Tidak aneh kemudian negeri-negeri Islam dibuat berantakan, karena mereka telah mengadakan makar yang keji. Tak bisakah anak-anak kecil itu menikmati masa bermain? Tidak bisakah para remajanya berkonsentrasi belajar? Tidak bisakah orang-orang tua sibuk membangun negeri sejahtera? Tidak bisakah orang-orang biadab itu menyisakan kebahagiaan walau sedikit saja? Begitu keraskah hati mereka sehingga dengan kejinya mereka membantai satu demi satu, setiap hari, rakyat Palestina? Meruntuhkan rumah yang sebelumnya dibangun dengan susah payah?! Oh, di mana tempat berlindung yang aman?

Seandainya pemimpin-pemimpin negara Islam bukan pecundang.
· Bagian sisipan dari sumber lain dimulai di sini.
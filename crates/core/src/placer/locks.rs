//! Per-directory mutual exclusion for placements.

use std::collections::HashMap;
use std::path::{Path, PathBuf};
use std::sync::{Arc, Mutex};
use tokio::sync::{Mutex as AsyncMutex, OwnedMutexGuard};

type LockMap = Mutex<HashMap<PathBuf, Arc<AsyncMutex<()>>>>;

/// Hands out one async lock per destination directory.
///
/// Holding a directory's guard while deciding and executing keeps suffix
/// allocation consistent with the directory listing. An entry lives only
/// while some task holds or waits for it.
#[derive(Debug, Default)]
pub struct DirectoryLocks {
    locks: Arc<LockMap>,
}

/// Exclusive access to one directory. Releasing the last interest in the
/// directory drops its entry from the map.
#[derive(Debug)]
pub struct DirectoryGuard {
    guard: Option<OwnedMutexGuard<()>>,
    dir: PathBuf,
    locks: Arc<LockMap>,
}

impl Drop for DirectoryGuard {
    fn drop(&mut self) {
        let mut locks = self.locks.lock().unwrap_or_else(|e| e.into_inner());
        // Map entry plus our guard; anyone else cloned it under this mutex.
        let idle = locks
            .get(&self.dir)
            .map(|lock| Arc::strong_count(lock) <= 2)
            .unwrap_or(false);
        if idle {
            locks.remove(&self.dir);
        }
        self.guard.take();
    }
}

impl DirectoryLocks {
    pub fn new() -> Self {
        Self::default()
    }

    /// Waits for exclusive access to `dir`.
    pub async fn lock(&self, dir: &Path) -> DirectoryGuard {
        let lock = {
            let mut locks = self.locks.lock().unwrap_or_else(|e| e.into_inner());
            locks
                .entry(dir.to_path_buf())
                .or_insert_with(|| Arc::new(AsyncMutex::new(())))
                .clone()
        };
        DirectoryGuard {
            guard: Some(lock.lock_owned().await),
            dir: dir.to_path_buf(),
            locks: self.locks.clone(),
        }
    }

    /// Number of directories currently held or waited on.
    pub fn len(&self) -> usize {
        self.locks.lock().unwrap_or_else(|e| e.into_inner()).len()
    }

    pub fn is_empty(&self) -> bool {
        self.len() == 0
    }
}

#[cfg(test)]
mod tests {
    use super::*;
    use std::time::Duration;

    #[tokio::test]
    async fn test_same_directory_serialized() {
        let locks = Arc::new(DirectoryLocks::new());
        let guard = locks.lock(Path::new("/archive/By-ISBN/a")).await;

        let contender = {
            let locks = locks.clone();
            tokio::spawn(async move {
                let _guard = locks.lock(Path::new("/archive/By-ISBN/a")).await;
            })
        };

        tokio::time::sleep(Duration::from_millis(20)).await;
        assert!(!contender.is_finished());

        drop(guard);
        tokio::time::timeout(Duration::from_secs(1), contender)
            .await
            .unwrap()
            .unwrap();
        assert!(locks.is_empty());
    }

    #[tokio::test]
    async fn test_different_directories_independent() {
        let locks = DirectoryLocks::new();
        let _a = locks.lock(Path::new("/archive/a")).await;
        let _b = tokio::time::timeout(Duration::from_secs(1), locks.lock(Path::new("/archive/b")))
            .await
            .unwrap();
        assert_eq!(locks.len(), 2);
    }

    #[tokio::test]
    async fn test_released_directories_are_forgotten() {
        let locks = DirectoryLocks::new();
        for i in 0..100 {
            let dir = PathBuf::from(format!("/archive/By-ISBN/book-{i}"));
            let _guard = locks.lock(&dir).await;
            assert_eq!(locks.len(), 1);
        }
        assert!(locks.is_empty());
    }

    #[tokio::test]
    async fn test_waiter_keeps_entry_alive() {
        let locks = Arc::new(DirectoryLocks::new());
        let first = locks.lock(Path::new("/archive/a")).await;

        let waiter = {
            let locks = locks.clone();
            tokio::spawn(async move {
                let _guard = locks.lock(Path::new("/archive/a")).await;
                tokio::time::sleep(Duration::from_millis(20)).await;
            })
        };
        tokio::time::sleep(Duration::from_millis(20)).await;

        drop(first);
        assert_eq!(locks.len(), 1);

        tokio::time::timeout(Duration::from_secs(1), waiter)
            .await
            .unwrap()
            .unwrap();
        assert!(locks.is_empty());
    }
}
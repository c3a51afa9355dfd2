//! Types for the metadata module.

use once_cell::sync::Lazy;
use regex_lite::Regex;
use serde::{Deserialize, Serialize};
use thiserror::Error;

use crate::isbn::Isbn;

static YEAR: Lazy<Regex> = Lazy::new(|| Regex::new(r"\b(\d{4})\b").unwrap());

/// What a provider knows about a book, possibly incomplete.
#[derive(Debug, Clone, PartialEq, Eq, Serialize, Deserialize)]
pub struct BookMetadata {
    pub isbn: Isbn,
    pub title: Option<String>,
    pub year: Option<u16>,
    pub publisher: Option<String>,
}

impl BookMetadata {
    /// True when every field a [`BibliographicRecord`] needs is present and non-blank.
    pub fn is_complete(&self) -> bool {
        non_blank(&self.title) && non_blank(&self.publisher) && self.year.is_some()
    }
}

fn non_blank(value: &Option<String>) -> bool {
    value.as_deref().map(|v| !v.trim().is_empty()).unwrap_or(false)
}

/// Extracts the first four-digit year from a free-form date ("2009-06-01", "June 2009").
pub fn parse_year(date: &str) -> Option<u16> {
    YEAR.captures(date)
        .and_then(|c| c[1].parse().ok())
        .filter(|year| *year > 0)
}

/// Why a [`BibliographicRecord`] could not be built.
#[derive(Debug, Clone, PartialEq, Eq, Error)]
pub enum RecordError {
    #[error("Bibliographic field '{0}' is missing or blank")]
    MissingField(&'static str),
}

/// A complete bibliographic identity. Every field is non-empty.
#[derive(Debug, Clone, PartialEq, Eq, Hash, Serialize, Deserialize)]
pub struct BibliographicRecord {
    isbn: Isbn,
    title: String,
    year: u16,
    publisher: String,
    extension: String,
}

impl BibliographicRecord {
    pub fn new(
        isbn: Isbn,
        title: impl Into<String>,
        year: u16,
        publisher: impl Into<String>,
        extension: impl Into<String>,
    ) -> Result<Self, RecordError> {
        let title = title.into().trim().to_string();
        let publisher = publisher.into().trim().to_string();
        let extension = extension.into().trim().trim_start_matches('.').to_string();

        if title.is_empty() {
            return Err(RecordError::MissingField("title"));
        }
        if publisher.is_empty() {
            return Err(RecordError::MissingField("publisher"));
        }
        if extension.is_empty() {
            return Err(RecordError::MissingField("extension"));
        }
        if year == 0 {
            return Err(RecordError::MissingField("year"));
        }

        Ok(Self {
            isbn,
            title,
            year,
            publisher,
            extension,
        })
    }

    /// Completes provider metadata with the detected file extension.
    pub fn from_metadata(metadata: BookMetadata, extension: &str) -> Result<Self, RecordError> {
        let title = metadata.title.ok_or(RecordError::MissingField("title"))?;
        let publisher = metadata.publisher.ok_or(RecordError::MissingField("publisher"))?;
        let year = metadata.year.ok_or(RecordError::MissingField("year"))?;
        Self::new(metadata.isbn, title, year, publisher, extension)
    }

    pub fn isbn(&self) -> &Isbn {
        &self.isbn
    }

    pub fn title(&self) -> &str {
        &self.title
    }

    pub fn year(&self) -> u16 {
        self.year
    }

    pub fn publisher(&self) -> &str {
        &self.publisher
    }

    pub fn extension(&self) -> &str {
        &self.extension
    }
}

/// A provider that failed during a lookup. Kept for diagnostics.
#[derive(Debug, Clone, PartialEq, Eq, Serialize, Deserialize)]
pub struct ProviderFailure {
    pub provider: String,
    pub message: String,
}

/// Result of asking every provider in priority order.
#[derive(Debug, Clone, PartialEq, Eq)]
pub enum LookupOutcome {
    /// First complete answer, and which provider gave it.
    Found {
        metadata: BookMetadata,
        provider: String,
    },
    /// No provider had complete data. `errors` lists providers that failed outright.
    NotFound { errors: Vec<ProviderFailure> },
}

#[cfg(test)]
mod tests {
    use super::*;

    fn isbn() -> Isbn {
        Isbn::parse("9780596518189").unwrap()
    }

    #[test]
    fn test_parse_year() {
        assert_eq!(parse_year("2009-06-01"), Some(2009));
        assert_eq!(parse_year("June 2009"), Some(2009));
        assert_eq!(parse_year("c. 1999?"), Some(1999));
        assert_eq!(parse_year("unknown"), None);
    }

    #[test]
    fn test_record_rejects_blank_fields() {
        assert_eq!(
            BibliographicRecord::new(isbn(), "  ", 2009, "O'Reilly", "pdf"),
            Err(RecordError::MissingField("title"))
        );
        assert_eq!(
            BibliographicRecord::new(isbn(), "Erlang Programming", 2009, "", "pdf"),
            Err(RecordError::MissingField("publisher"))
        );
        assert_eq!(
            BibliographicRecord::new(isbn(), "Erlang Programming", 0, "O'Reilly", "pdf"),
            Err(RecordError::MissingField("year"))
        );
    }

    #[test]
    fn test_record_from_metadata() {
        let metadata = BookMetadata {
            isbn: isbn(),
            title: Some("Erlang Programming".to_string()),
            year: Some(2009),
            publisher: Some("O'Reilly".to_string()),
        };
        assert!(metadata.is_complete());

        let record = BibliographicRecord::from_metadata(metadata, ".pdf").unwrap();
        assert_eq!(record.title(), "Erlang Programming");
        assert_eq!(record.extension(), "pdf");
    }

    #[test]
    fn test_incomplete_metadata() {
        let metadata = BookMetadata {
            isbn: isbn(),
            title: Some("Erlang Programming".to_string()),
            year: None,
            publisher: Some("O'Reilly".to_string()),
        };
        assert!(!metadata.is_complete());
        assert_eq!(
            BibliographicRecord::from_metadata(metadata, "pdf"),
            Err(RecordError::MissingField("year"))
        );
    }
}
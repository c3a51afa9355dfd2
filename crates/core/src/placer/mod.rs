//! Placement engine: decides what to do with a classified file and does it.
//!
//! A decision compares the file with whatever already occupies its
//! canonical destination:
//!
//! - same storage object, at the destination or a suffixed slot: nothing to do
//! - free destination: move
//! - byte-identical content already there: nothing to do, source kept
//! - different content: move to the first free `name_N.ext`, or abandon
//!   once `max_suffix` slots are taken
//!
//! Moves are a single rename on one volume. Across volumes the file is
//! copied, verified byte for byte, and only then removed from its source.
//!
//! # Example
//!
//! ```ignore
//! use arkivist_core::placer::{FsPlacer, Placer, PlacementRequest};
//!
//! let placer = FsPlacer::with_defaults();
//! let result = placer
//!     .place(PlacementRequest { file, destination, dry_run: false })
//!     .await?;
//! println!("{}", result.decision);
//! ```

mod compare;
mod config;
mod error;
mod fs_placer;
mod locks;
mod traits;
mod types;

pub use compare::files_identical;
pub use config::PlacerConfig;
pub use error::PlacerError;
pub use fs_placer::{suffixed, FsPlacer};
pub use locks::{DirectoryGuard, DirectoryLocks};
pub use traits::Placer;
pub use types::{
    AbandonReason, MoveMethod, NoOpReason, PlacementDecision, PlacementRequest, PlacementResult,
};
Seandainya tampil Shalahuddin baru membebaskan negeri itu. Seandainya.seandainya.. apakah hanya itu yang bisa kita katakan? Kesadaran mana lagi yang dapat mengetuk hati mereka? Di mana lagi bentuk kepedulian kita? Doa kah? Ah, malas sekali kita ucapkan. Bagaimana pertolongan Allah akan turun?

ثُمَّ قَسَتْ قُلُوبُكُم مِّن بَعْدِ ذَلِكَ فَهِيَ كَالْحِجَارَةِ أَوْ أَشَدُّ قَسْوَةً وَإِنَّ مِنَ الْحِجَارَةِ لَمَا يَتَفَجَّرُ مِنْهُ اْلأَنْهَارُ وَإِنَّ مِنْهَا لَمَا يَشَّقَّقُ فَيَخْرُجُ مِنْهُ الْمَاءَ وَإِنَّ مِنْهَا لَمَا يَهْبِطُ مِنْ خَشْيَةِ اللَّهِ وَمَا اللَّهُ بِغَافِلٍ عَمَّا تَعْمَلُونَ

“Kemudian setelah itu hatimu menjadi keras seperti batu, bahkan lebih keras. Padahal di antara batu-batu itu sungguh ada yang mengalir sungai-sungai daripadanya dan di antaranya sungguh ada yang meluncur jatuh karena takut kepada Allah. Allah sekali-kali tidak lengah dari apa yang kamu kerjakan.” (QS. al-Baqarah: 74).

Jika batu-batu dapat menangis, mengapa kita tidak menangis? Menangisi ketidakberdayaan kita di hadapan musuh Allah! Menangisi jiwa-jiwa kerdil yang penuh dosa. Menangisi tangisan seorang ibu yang suami dan anaknya tewas diterjang peluru bangsa biadab.